Wednesday, 2 October 2019


2 October 1600: The Battle of the Moyry Pass /Cath Bealach na mhaighre on this day. The 'Gap of the North' was the traditional invasion route between Ulster and Leinster going back centuries. It began with a clash of arms between the forces of Aodh O’Neill, Earl of Tyrone and the army of the English Viceroy, Lord Mountjoy. He brought with him some 3,000 foot soldiers and 300 cavalry to try and crush O'Neill's revolt against the English Queen Elizabeth I. The size of O'Neill's force is unknown but was probably in the range of 1,500-2,000 men of all arms.

The battle was initiated by Mountjoy who tried to force his way through the pass west of Newry, which the Irish had fortified. His forces were repulsed with loss and despite repeated attempts over the following days he could not break the Irish lines.

On the 9th he withdrew towards Dundalk. Honour satisfied and with his supplies low the Earl withdrew towards Dungannon. When the English advanced into the Pass that O’Neill had vacated and saw the strength of the defences one wrote that he never saw:' a more villainous piece of work, and an impossible thing for an army to pass without intolerable loss.'

Mountjoy then cautiously advanced through the Pass to build Fort Norris and in which he placed a garrison of some 400 men.But Mountjoy knew he could not sustain his stay so deep in Ulster with a full army when Winter was coming and  he withdrew back to Dundalk, not through the Moyry pass (where an ambush was possible), but by way of Carlingford. However O'Neill attacked him anyway when he withdrew and harassed his columns from the woods as they marched by the lough.
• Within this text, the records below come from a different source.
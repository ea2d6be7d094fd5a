// Router drains adapter events into the graph, one event at a time
use tokio::sync::mpsc;
use tracing::{debug, info, warn};

use crate::arbitrage::SpreadExecution;
use crate::engine::graph::MarketGraph;
use crate::error::GraphError;
use crate::market_data::adapters::MarketEvent;

#[derive(Debug, Clone, Copy, Default, PartialEq, Eq)]
pub struct RouterStats {
    pub events: u64,
    pub dropped: u64,
    pub spreads: u64,
}

/// Apply one event to the graph, returning any spreads it completed.
pub fn dispatch(graph: &mut MarketGraph, event: MarketEvent) -> Result<Vec<SpreadExecution>, GraphError> {
    match event {
        MarketEvent::Symbols { exchange, pairs } => {
            graph.map_symbols(&exchange, &pairs)?;
            Ok(Vec::new())
        }
        MarketEvent::Ticker(ticker) => graph.update_ticker(&ticker),
        MarketEvent::Book(book) => {
            graph.update_book(&book.key(), &book.level())?;
            Ok(Vec::new())
        }
        MarketEvent::Ready { exchange } => {
            if graph.exchange_ready(&exchange)? {
                info!(arbitrages = graph.arbitrages().len(), "All exchanges ready");
            }
            Ok(Vec::new())
        }
        MarketEvent::Params(params) => {
            graph.update_params(params)?;
            Ok(Vec::new())
        }
        MarketEvent::MarketParams(params) => {
            graph.update_market_params(&params)?;
            Ok(Vec::new())
        }
    }
}

/// Process events until every sender is dropped. Events the graph rejects
/// are logged and dropped; the loop keeps going.
pub async fn run(graph: &mut MarketGraph, mut rx: mpsc::Receiver<MarketEvent>) -> RouterStats {
    let mut stats = RouterStats::default();
    while let Some(event) = rx.recv().await {
        stats.events += 1;
        match dispatch(graph, event) {
            Ok(spreads) => stats.spreads += spreads.len() as u64,
            Err(e) => {
                warn!(error = %e, "Dropping event");
                metrics::counter!("arbx_events_dropped_total").increment(1);
                stats.dropped += 1;
            }
        }
    }
    debug!(?stats, "Event stream closed");
    stats
}
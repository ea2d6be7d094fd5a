use serde::Serialize;

use crate::arbitrage::route::{ArbitrageType, LegRole};
use crate::engine::types::{finite, MarketKey, Trade};

/// Simulated fill state of one leg.
#[derive(Debug, Clone, PartialEq, Serialize)]
#[serde(rename_all = "camelCase")]
pub struct ExecutionOperation {
    pub exchange: String,
    pub hub: String,
    pub market: String,
    /// Size-weighted fill price; `None` until the first fill.
    pub price: Option<f64>,
    /// Filled size in market (base) units.
    pub size: f64,
    /// Filled notional in hub units.
    pub hub_size: f64,
    /// Filled size in basis units; `None` once any fill could not be valued.
    pub basis_size: Option<f64>,
    pub start: Option<u64>,
    pub end: Option<u64>,
    pub filled: bool,
}

impl ExecutionOperation {
    pub fn new(key: &MarketKey) -> Self {
        Self {
            exchange: key.exchange.clone(),
            hub: key.hub.clone(),
            market: key.market.clone(),
            price: None,
            size: 0.0,
            hub_size: 0.0,
            basis_size: Some(0.0),
            start: None,
            end: None,
            filled: false,
        }
    }

    /// Add `size` filled at the trade's price, worth `basis` in the basis
    /// asset.
    pub fn fill(&mut self, trade: &Trade, size: f64, basis: Option<f64>) {
        let total = self.size + size;
        self.price = match self.price {
            Some(old) if total > 0.0 => finite((old * self.size + trade.price * size) / total),
            _ => Some(trade.price),
        };
        self.size = total;
        self.hub_size += trade.price * size;
        self.basis_size = self.basis_size.zip(basis).map(|(a, b)| a + b);
        self.start.get_or_insert(trade.time);
        self.end = Some(trade.time);
    }
}

/// One arbitrage cycle, possibly still in flight.
#[derive(Debug, Clone, PartialEq, Serialize)]
#[serde(rename_all = "camelCase")]
pub struct SpreadExecution {
    pub id: String,
    #[serde(rename = "type")]
    pub arb_type: ArbitrageType,
    /// Basis size the entry leg had to reach, fixed at creation.
    pub target_basis_size: f64,
    pub buy: ExecutionOperation,
    pub sell: ExecutionOperation,
    #[serde(skip_serializing_if = "Option::is_none")]
    pub convert: Option<ExecutionOperation>,
    pub entry_basis_size: Option<f64>,
    pub exit_basis_size: Option<f64>,
    pub entry_hub_size: Option<f64>,
    pub exit_hub_size: Option<f64>,
    pub spread: Option<f64>,
    pub hub_spread: Option<f64>,
    pub spread_percent: Option<f64>,
    pub spreads_per_minute: usize,
}

impl SpreadExecution {
    pub fn new(
        id: String,
        arb_type: ArbitrageType,
        target_basis_size: f64,
        buy: &MarketKey,
        sell: &MarketKey,
        convert: Option<&MarketKey>,
    ) -> Self {
        Self {
            id,
            arb_type,
            target_basis_size,
            buy: ExecutionOperation::new(buy),
            sell: ExecutionOperation::new(sell),
            convert: convert.map(ExecutionOperation::new),
            entry_basis_size: None,
            exit_basis_size: None,
            entry_hub_size: None,
            exit_hub_size: None,
            spread: None,
            hub_spread: None,
            spread_percent: None,
            spreads_per_minute: 0,
        }
    }

    pub fn leg(&self, role: LegRole) -> Option<&ExecutionOperation> {
        match role {
            LegRole::Buy => Some(&self.buy),
            LegRole::Sell => Some(&self.sell),
            LegRole::Convert => self.convert.as_ref(),
        }
    }

    pub fn leg_mut(&mut self, role: LegRole) -> Option<&mut ExecutionOperation> {
        match role {
            LegRole::Buy => Some(&mut self.buy),
            LegRole::Sell => Some(&mut self.sell),
            LegRole::Convert => self.convert.as_mut(),
        }
    }

    pub fn is_complete(&self) -> bool {
        self.buy.filled && self.sell.filled && self.convert.as_ref().map_or(true, |c| c.filled)
    }

    /// Latest fill time over all legs.
    pub fn end(&self) -> Option<u64> {
        [Some(&self.buy), Some(&self.sell), self.convert.as_ref()]
            .into_iter()
            .flatten()
            .filter_map(|leg| leg.end)
            .max()
    }

    /// Copy the entry/exit amounts onto the record and derive the spread
    /// metrics. The basis values are what the entry leg spent and the exit
    /// leg received; missing inputs leave the metrics unavailable.
    pub fn settle(&mut self, entry: LegRole, exit: LegRole, entry_basis: Option<f64>, exit_basis: Option<f64>) {
        self.entry_hub_size = self.leg(entry).map(|l| l.hub_size);
        self.exit_hub_size = self.leg(exit).map(|l| l.hub_size);
        self.entry_basis_size = entry_basis;
        self.exit_basis_size = exit_basis;

        self.spread = exit_basis.zip(entry_basis).and_then(|(x, e)| finite(x - e));
        self.hub_spread = self.exit_hub_size.zip(self.entry_hub_size).and_then(|(x, e)| finite(x - e));
        self.spread_percent = self.spread.zip(entry_basis).and_then(|(s, e)| finite(s / e));
    }

    pub fn meets_target(&self, spread_target: f64) -> bool {
        self.spread_percent.map_or(false, |p| p >= spread_target)
    }
}
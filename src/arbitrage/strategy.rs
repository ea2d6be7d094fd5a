use std::collections::VecDeque;

use smallvec::SmallVec;
use tracing::{debug, trace};

use crate::arbitrage::execution::SpreadExecution;
use crate::arbitrage::route::{LegRole, LegSpec, Route};
use crate::engine::channel::{EventChannel, SubscriptionId};
use crate::engine::types::{ArbId, GraphParameters, MarketId, Trade};
use crate::engine::universe::Universe;

pub const DEFAULT_WINDOW_MS: u64 = 60_000;
pub const DEFAULT_MAX_IN_FLIGHT: usize = 16;

// Relative tolerance for "target reached".
const EPSILON: f64 = 1e-9;

#[derive(Debug, Clone, Copy, PartialEq)]
pub struct StrategyLimits {
    /// Upper bound on queued in-flight spreads per strategy.
    pub max_in_flight: usize,
    /// Age limit of the completed-spread window, by end timestamp.
    pub window_ms: u64,
}

impl Default for StrategyLimits {
    fn default() -> Self {
        Self { max_in_flight: DEFAULT_MAX_IN_FLIGHT, window_ms: DEFAULT_WINDOW_MS }
    }
}

/// Detector and fill simulator for one route.
///
/// Entry-leg trades open spreads and fill the newest one; exit and
/// conversion trades fill the oldest spreads first. A spread completes when
/// every leg of its route is filled, is archived in the rolling window and
/// published.
#[derive(Debug)]
pub struct Arbitrage {
    id: ArbId,
    route: Route,
    limits: StrategyLimits,
    sequence: u64,
    in_flight: VecDeque<SpreadExecution>,
    recent: VecDeque<SpreadExecution>,
    updates: EventChannel<SpreadExecution>,
}

impl Arbitrage {
    pub fn new(id: ArbId, route: Route, limits: StrategyLimits) -> Self {
        Self {
            id,
            route,
            limits,
            sequence: 0,
            in_flight: VecDeque::new(),
            recent: VecDeque::new(),
            updates: EventChannel::new(),
        }
    }

    pub fn id(&self) -> ArbId {
        self.id
    }

    pub fn route(&self) -> &Route {
        &self.route
    }

    pub fn in_flight(&self) -> impl Iterator<Item = &SpreadExecution> {
        self.in_flight.iter()
    }

    pub fn recent(&self) -> impl Iterator<Item = &SpreadExecution> {
        self.recent.iter()
    }

    pub fn spreads_per_minute(&self) -> usize {
        self.recent.len()
    }

    pub fn last_spread(&self) -> Option<&SpreadExecution> {
        self.recent.back()
    }

    pub fn subscribe<F>(&mut self, listener: F) -> SubscriptionId
    where
        F: FnMut(&SpreadExecution) + Send + 'static,
    {
        self.updates.subscribe(listener)
    }

    pub fn unsubscribe(&mut self, id: SubscriptionId) -> bool {
        self.updates.unsubscribe(id)
    }

    /// Feed a trade from `market` and return the spreads it completed.
    pub fn handle_trade(
        &mut self,
        market: MarketId,
        trade: &Trade,
        universe: &Universe,
        params: &GraphParameters,
    ) -> Vec<SpreadExecution> {
        let legs: SmallVec<[LegSpec; 3]> = self
            .route
            .legs()
            .iter()
            .filter(|leg| leg.market == market && leg.ticker_side == trade.side)
            .copied()
            .collect();
        for leg in &legs {
            match leg.role {
                LegRole::Buy => self.fill_entry(leg, trade, universe, params),
                LegRole::Sell => self.fill_exit(leg, trade, universe),
                LegRole::Convert => self.fill_convert(leg, trade, universe),
            }
        }
        self.complete(universe)
    }

    fn open(&mut self, target: f64, universe: &Universe) {
        self.sequence += 1;
        let id = format!("{}#{}", self.route.id(), self.sequence);
        let conversion = self.route.conversion().map(|m| universe.market(m).key());
        let spread = SpreadExecution::new(
            id,
            self.route.arb_type(),
            target,
            universe.market(self.route.origin()).key(),
            universe.market(self.route.destination()).key(),
            conversion,
        );
        trace!(spread = %spread.id, target, "Spread opened");
        self.in_flight.push_back(spread);
    }

    fn fill_entry(&mut self, leg: &LegSpec, trade: &Trade, universe: &Universe, params: &GraphParameters) {
        let Some(mut available) = universe.basis_size(leg.market, trade.size, trade.price) else {
            trace!(arb = self.route.id(), "Entry trade has no basis value");
            return;
        };
        if !(params.basis_size > 0.0) {
            return;
        }

        while available > EPSILON * params.basis_size {
            let mut opened = false;
            if self.in_flight.back().map_or(true, |s| s.buy.filled) {
                if self.in_flight.len() >= self.limits.max_in_flight {
                    debug!(arb = self.route.id(), in_flight = self.in_flight.len(), "In-flight limit reached");
                    return;
                }
                self.open(params.basis_size, universe);
                opened = true;
            }
            let Some(spread) = self.in_flight.back_mut() else { return };

            let remaining = spread.target_basis_size - spread.buy.basis_size.unwrap_or_default();
            let take = available.min(remaining);
            let Some(size) = universe.market_size(leg.market, take, trade.price) else {
                if opened {
                    self.in_flight.pop_back();
                }
                return;
            };
            spread.buy.fill(trade, size, Some(take));
            available -= take;

            if remaining - take <= EPSILON * spread.target_basis_size {
                spread.buy.filled = true;
                debug!(spread = %spread.id, size = spread.buy.size, price = ?spread.buy.price, "Entry leg filled");
            }
        }
    }

    fn fill_exit(&mut self, leg: &LegSpec, trade: &Trade, universe: &Universe) {
        let mut available = trade.size;
        for spread in self.in_flight.iter_mut().filter(|s| s.buy.filled && !s.sell.filled) {
            if available <= 0.0 {
                break;
            }
            let remaining = spread.buy.size - spread.sell.size;
            let take = available.min(remaining);
            spread.sell.fill(trade, take, universe.basis_size(leg.market, take, trade.price));
            available -= take;

            if remaining - take <= EPSILON * spread.buy.size {
                spread.sell.filled = true;
                debug!(spread = %spread.id, size = spread.sell.size, price = ?spread.sell.price, "Exit leg filled");
            }
        }
    }

    fn fill_convert(&mut self, leg: &LegSpec, trade: &Trade, universe: &Universe) {
        let Some(source) = self.route.convert_source() else { return };
        let mut available = trade.size;
        for spread in self.in_flight.iter_mut() {
            if available <= 0.0 {
                break;
            }
            // the conversion has to move exactly the hub amount of its source leg
            let Some(target) = spread.leg(source).filter(|l| l.filled).map(|l| l.hub_size) else {
                continue;
            };
            let Some(convert) = spread.convert.as_mut().filter(|c| !c.filled) else { continue };

            let remaining = target - convert.size;
            let take = available.min(remaining);
            convert.fill(trade, take, universe.basis_size(leg.market, take, trade.price));
            available -= take;

            if remaining - take <= EPSILON * target {
                convert.filled = true;
                debug!(spread = %spread.id, size = convert.size, price = ?convert.price, "Conversion leg filled");
            }
        }
    }

    /// Basis value of the hub amount moved by `role`'s leg.
    fn hub_value(&self, spread: &SpreadExecution, role: LegRole, universe: &Universe) -> Option<f64> {
        let market = universe.market(self.route.leg(role)?.market);
        let hub_size = spread.leg(role)?.hub_size;
        universe.hub_to_basis(market.exchange(), market.hub_symbol(), hub_size)
    }

    fn complete(&mut self, universe: &Universe) -> Vec<SpreadExecution> {
        let mut completed = Vec::new();
        while self.in_flight.front().map_or(false, SpreadExecution::is_complete) {
            let Some(mut spread) = self.in_flight.pop_front() else { break };
            let (entry, exit) = (self.route.entry_role(), self.route.exit_role());
            let entry_basis = self.hub_value(&spread, entry, universe);
            let exit_basis = self.hub_value(&spread, exit, universe);
            spread.settle(entry, exit, entry_basis, exit_basis);

            let end = spread.end().unwrap_or_default();
            let window = self.limits.window_ms;
            self.recent.retain(|s| s.end().map_or(false, |t| end.saturating_sub(t) <= window));
            self.recent.push_back(spread.clone());
            spread.spreads_per_minute = self.recent.len();
            if let Some(archived) = self.recent.back_mut() {
                archived.spreads_per_minute = spread.spreads_per_minute;
            }

            debug!(spread = %spread.id, value = ?spread.spread, percent = ?spread.spread_percent, "Spread completed");
            self.updates.publish(&spread);
            completed.push(spread);
        }
        completed
    }
}
use tracing_subscriber::EnvFilter;

/// Install the global fmt subscriber. `RUST_LOG` wins over `default_filter`.
pub fn init_tracing(default_filter: &str) -> anyhow::Result<()> {
    let filter = EnvFilter::try_from_default_env()
        .or_else(|_| EnvFilter::try_new(default_filter))?;
    tracing_subscriber::fmt()
        .with_env_filter(filter)
        .compact()
        .try_init()
        .map_err(|e| anyhow::anyhow!("failed to install tracing subscriber: {e}"))
}

#[cfg(feature = "metrics-exporter")]
pub fn init_metrics(port: u16) -> anyhow::Result<()> {
    use metrics_exporter_prometheus::PrometheusBuilder;

    PrometheusBuilder::new()
        .with_http_listener(([0, 0, 0, 0], port))
        .install()?;

    tracing::info!(port, "Prometheus exporter listening on /metrics");
    metrics::gauge!("arbx_up").set(1.0);
    Ok(())
}

#[cfg(not(feature = "metrics-exporter"))]
pub fn init_metrics(_port: u16) -> anyhow::Result<()> {
    Ok(())
}

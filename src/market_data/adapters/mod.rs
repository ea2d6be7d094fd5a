// Shared trait + event for market data adapters

use serde::{Deserialize, Serialize};
use tokio::sync::mpsc;

use crate::engine::types::{BookLevelUpdate, GraphParameters, MarketKey, MarketParams, Side, Ticker};

/// One book level change for a named market.
#[derive(Debug, Clone, PartialEq, Serialize, Deserialize)]
pub struct BookEvent {
    pub exchange: String,
    pub hub: String,
    pub market: String,
    pub side: Side,
    pub price: f64,
    pub size: f64,
}

impl BookEvent {
    pub fn key(&self) -> MarketKey {
        MarketKey::new(&self.exchange, &self.hub, &self.market)
    }

    pub fn level(&self) -> BookLevelUpdate {
        BookLevelUpdate { side: self.side, price: self.price, size: self.size }
    }
}

/// Everything an adapter can deliver to the graph, tagged by `type` on the
/// wire.
#[derive(Debug, Clone, PartialEq, Serialize, Deserialize)]
#[serde(tag = "type", rename_all = "camelCase")]
pub enum MarketEvent {
    /// An exchange's `(hub, market)` listing.
    Symbols { exchange: String, pairs: Vec<(String, String)> },
    Ticker(Ticker),
    Book(BookEvent),
    /// The exchange finished publishing its initial listing.
    Ready { exchange: String },
    Params(GraphParameters),
    MarketParams(MarketParams),
}

#[async_trait::async_trait]
pub trait VenueAdapter: Send + Sync {
    fn name(&self) -> &str;

    /// Push events into the router until the source is exhausted or the
    /// receiving side goes away.
    async fn spawn(&self, tx: mpsc::Sender<MarketEvent>) -> anyhow::Result<()>;
}

pub mod replay;
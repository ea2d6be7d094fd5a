use crate::engine::types::{AssetId, HubId, MarketId};

/// A currency, shared by every venue that trades it.
///
/// Hubs quoting in this currency and markets trading it as their base are
/// kept as back-references so conversions can find alternative venues.
#[derive(Debug, Clone)]
pub struct Asset {
    id: AssetId,
    symbol: String,
    hubs: Vec<HubId>,
    markets: Vec<MarketId>,
}

impl Asset {
    pub(crate) fn new(id: AssetId, symbol: &str) -> Self {
        Self { id, symbol: symbol.to_string(), hubs: Vec::new(), markets: Vec::new() }
    }

    pub fn id(&self) -> AssetId {
        self.id
    }

    pub fn symbol(&self) -> &str {
        &self.symbol
    }

    pub fn hubs(&self) -> &[HubId] {
        &self.hubs
    }

    pub fn markets(&self) -> &[MarketId] {
        &self.markets
    }

    pub(crate) fn add_hub(&mut self, hub: HubId) {
        self.hubs.push(hub);
    }

    pub(crate) fn add_market(&mut self, market: MarketId) {
        self.markets.push(market);
    }
}
use smallvec::SmallVec;

use crate::engine::book::OrderBook;
use crate::engine::stats::VolumeStatistics;
use crate::engine::types::{ArbId, AssetId, ExchangeId, HubId, MarketId, MarketKey, Side};

pub const DEFAULT_PRICE_PRECISION: u32 = 8;
pub const DEFAULT_SIZE_PRECISION: u32 = 8;

/// A trading pair: `asset` (base) priced in the hub's currency on one
/// exchange.
#[derive(Debug, Clone)]
pub struct Market {
    id: MarketId,
    exchange: ExchangeId,
    hub: HubId,
    asset: AssetId,
    key: MarketKey,
    pub price_precision: u32,
    pub size_precision: u32,
    book: OrderBook,
    buy: VolumeStatistics,
    sell: VolumeStatistics,
    // strategies fed by this market's tickers, per aggressor side
    listeners: [SmallVec<[ArbId; 4]>; 2],
}

impl Market {
    pub(crate) fn new(id: MarketId, exchange: ExchangeId, hub: HubId, asset: AssetId, key: MarketKey) -> Self {
        Self {
            id,
            exchange,
            hub,
            asset,
            key,
            price_precision: DEFAULT_PRICE_PRECISION,
            size_precision: DEFAULT_SIZE_PRECISION,
            book: OrderBook::new(),
            buy: VolumeStatistics::new(),
            sell: VolumeStatistics::new(),
            listeners: Default::default(),
        }
    }

    pub fn id(&self) -> MarketId {
        self.id
    }

    pub fn exchange(&self) -> ExchangeId {
        self.exchange
    }

    pub fn hub(&self) -> HubId {
        self.hub
    }

    pub fn asset(&self) -> AssetId {
        self.asset
    }

    pub fn key(&self) -> &MarketKey {
        &self.key
    }

    pub fn symbol(&self) -> &str {
        &self.key.market
    }

    pub fn hub_symbol(&self) -> &str {
        &self.key.hub
    }

    pub fn exchange_name(&self) -> &str {
        &self.key.exchange
    }

    pub fn book(&self) -> &OrderBook {
        &self.book
    }

    pub(crate) fn book_mut(&mut self) -> &mut OrderBook {
        &mut self.book
    }

    pub fn stats(&self, side: Side) -> &VolumeStatistics {
        match side {
            Side::Buy => &self.buy,
            Side::Sell => &self.sell,
        }
    }

    pub(crate) fn stats_mut(&mut self, side: Side) -> &mut VolumeStatistics {
        match side {
            Side::Buy => &mut self.buy,
            Side::Sell => &mut self.sell,
        }
    }

    pub fn vwap(&self, side: Side) -> Option<f64> {
        self.stats(side).vwap()
    }

    /// Reference price for conversions: the mean of both sides' VWAPs, or
    /// whichever side is known.
    pub fn price(&self) -> Option<f64> {
        let price = match (self.buy.vwap(), self.sell.vwap()) {
            (Some(b), Some(s)) => Some((b + s) / 2.0),
            (b, s) => b.or(s),
        };
        price.filter(|p| p.is_finite() && *p > 0.0)
    }

    pub fn listeners(&self, side: Side) -> &[ArbId] {
        &self.listeners[side.index()]
    }

    pub(crate) fn subscribe(&mut self, side: Side, arb: ArbId) -> bool {
        let list = &mut self.listeners[side.index()];
        if list.contains(&arb) {
            return false;
        }
        list.push(arb);
        true
    }

    pub(crate) fn unsubscribe(&mut self, side: Side, arb: ArbId) -> bool {
        let list = &mut self.listeners[side.index()];
        match list.iter().position(|a| *a == arb) {
            Some(idx) => {
                list.remove(idx);
                true
            }
            None => false,
        }
    }
}
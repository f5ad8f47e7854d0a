//! Quality parameter heuristic.
//!
//! Maps probed metadata to the integer quantizer handed to the encoder. The
//! arithmetic below is load-bearing for compatibility with existing
//! conversions and is reproduced exactly, including the textual truncation
//! step and the distinct clamp constants.

use crate::probe::FileMetadata;
use shared_utils::{Result, VidConvertError};

/// Files under 50 MiB always get parameter 0 (no compression).
pub const SMALL_FILE_THRESHOLD_BYTES: u64 = 52_428_800;

/// Characters kept from the textual form of the raw product.
const QUALITY_SLICE_LEN: usize = 2;

const QUALITY_OFFSET: i64 = 10;

// The threshold and the clamp value are intentionally different constants.
const CLAMP_THRESHOLD: i64 = 31;
const CLAMP_VALUE: i64 = 30;

/// Compute the constant-quantizer parameter for one file.
///
/// Steps: ceiling the duration (size and bitrate are already integral),
/// return 0 for files under the 50 MiB threshold, otherwise form
/// `0.5 * (bitrate/1000) * (duration/100) * (size/1000)`, render it as a
/// decimal string, parse the first two characters back to an integer and
/// subtract 10. Results above 31 clamp to 30.
///
/// The two-character truncation operates on the textual form, not on the
/// number: a raw product under 10 renders as `"5.24..."` and its slice
/// `"5."` does not parse, which is an error that aborts the run rather than
/// a per-file failure.
pub fn quality_param(meta: &FileMetadata) -> Result<i64> {
    let size = meta.size_bytes;
    let duration = meta.duration_seconds.ceil();
    let bitrate = meta.bitrate_bps;

    if size < SMALL_FILE_THRESHOLD_BYTES {
        return Ok(0);
    }

    let raw = 0.5 * (bitrate as f64 / 1000.0) * (duration / 100.0) * (size as f64 / 1000.0);

    // {:?} keeps a trailing ".0" on integral values.
    let text = format!("{:?}", raw);
    let slice: String = text.chars().take(QUALITY_SLICE_LEN).collect();
    let value = slice
        .parse::<i64>()
        .map_err(|_| VidConvertError::QualityParam(slice))?
        - QUALITY_OFFSET;

    if value > CLAMP_THRESHOLD {
        Ok(CLAMP_VALUE)
    } else {
        Ok(value)
    }
}


#[cfg(test)]
mod prop_tests {
    use super::*;
    use proptest::prelude::*;
    use std::path::PathBuf;

    proptest! {
        #[test]
        fn prop_below_threshold_is_always_zero(
            size in 0u64..SMALL_FILE_THRESHOLD_BYTES,
            duration in 0.0f64..1_000_000.0,
            bitrate in 0u64..100_000_000,
        ) {
            let meta = FileMetadata {
                file_path: PathBuf::from("any.ts"),
                duration_seconds: duration,
                size_bytes: size,
                human_size: String::new(),
                video_codec: String::new(),
                audio_codec: String::new(),
                width: 0,
                height: 0,
                bitrate_bps: bitrate,
            };
            prop_assert_eq!(quality_param(&meta).unwrap(), 0);
        }

        #[test]
        fn prop_result_never_exceeds_thirty_one(
            size in SMALL_FILE_THRESHOLD_BYTES..u64::MAX / 2,
            duration in 0.0f64..1_000_000.0,
            bitrate in 0u64..1_000_000_000,
        ) {
            let meta = FileMetadata {
                file_path: PathBuf::from("any.ts"),
                duration_seconds: duration,
                size_bytes: size,
                human_size: String::new(),
                video_codec: String::new(),
                audio_codec: String::new(),
                width: 0,
                height: 0,
                bitrate_bps: bitrate,
            };
            if let Ok(value) = quality_param(&meta) {
                prop_assert!(value <= 31, "got {}", value);
            }
        }
    }
}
The Moyry Pass was not forced. When the campaign was over Mountjoy boasted that he had let the Irish know ‘that their fortifications, though very great, were not the hindrance of our passage’; he claimed that he had been held up not by O’Neill but by bad weather. But he did not move North until O’Neill had got out of his way.
Irish Battles - G.A. Hayes McCoy

However the lateness of the season meant this campaign was now over. O’Neill had done enough to stymie the Viceroy’s attempt to take Dungannon that year and cost the English hundreds of casualties in their futile attempts to take his power base. But Irish losses were heavy too and O'Neill could not so easily replace the expenditure of arms and munitions like Mountjoy was capable of so doing. Tactically he had defeated Mountjoy at the Pass but operationally it at best could be described as a holding measure and strategically it was the case that Mountjoy had gained a foothold inside Ulster ever closer to Dungannon...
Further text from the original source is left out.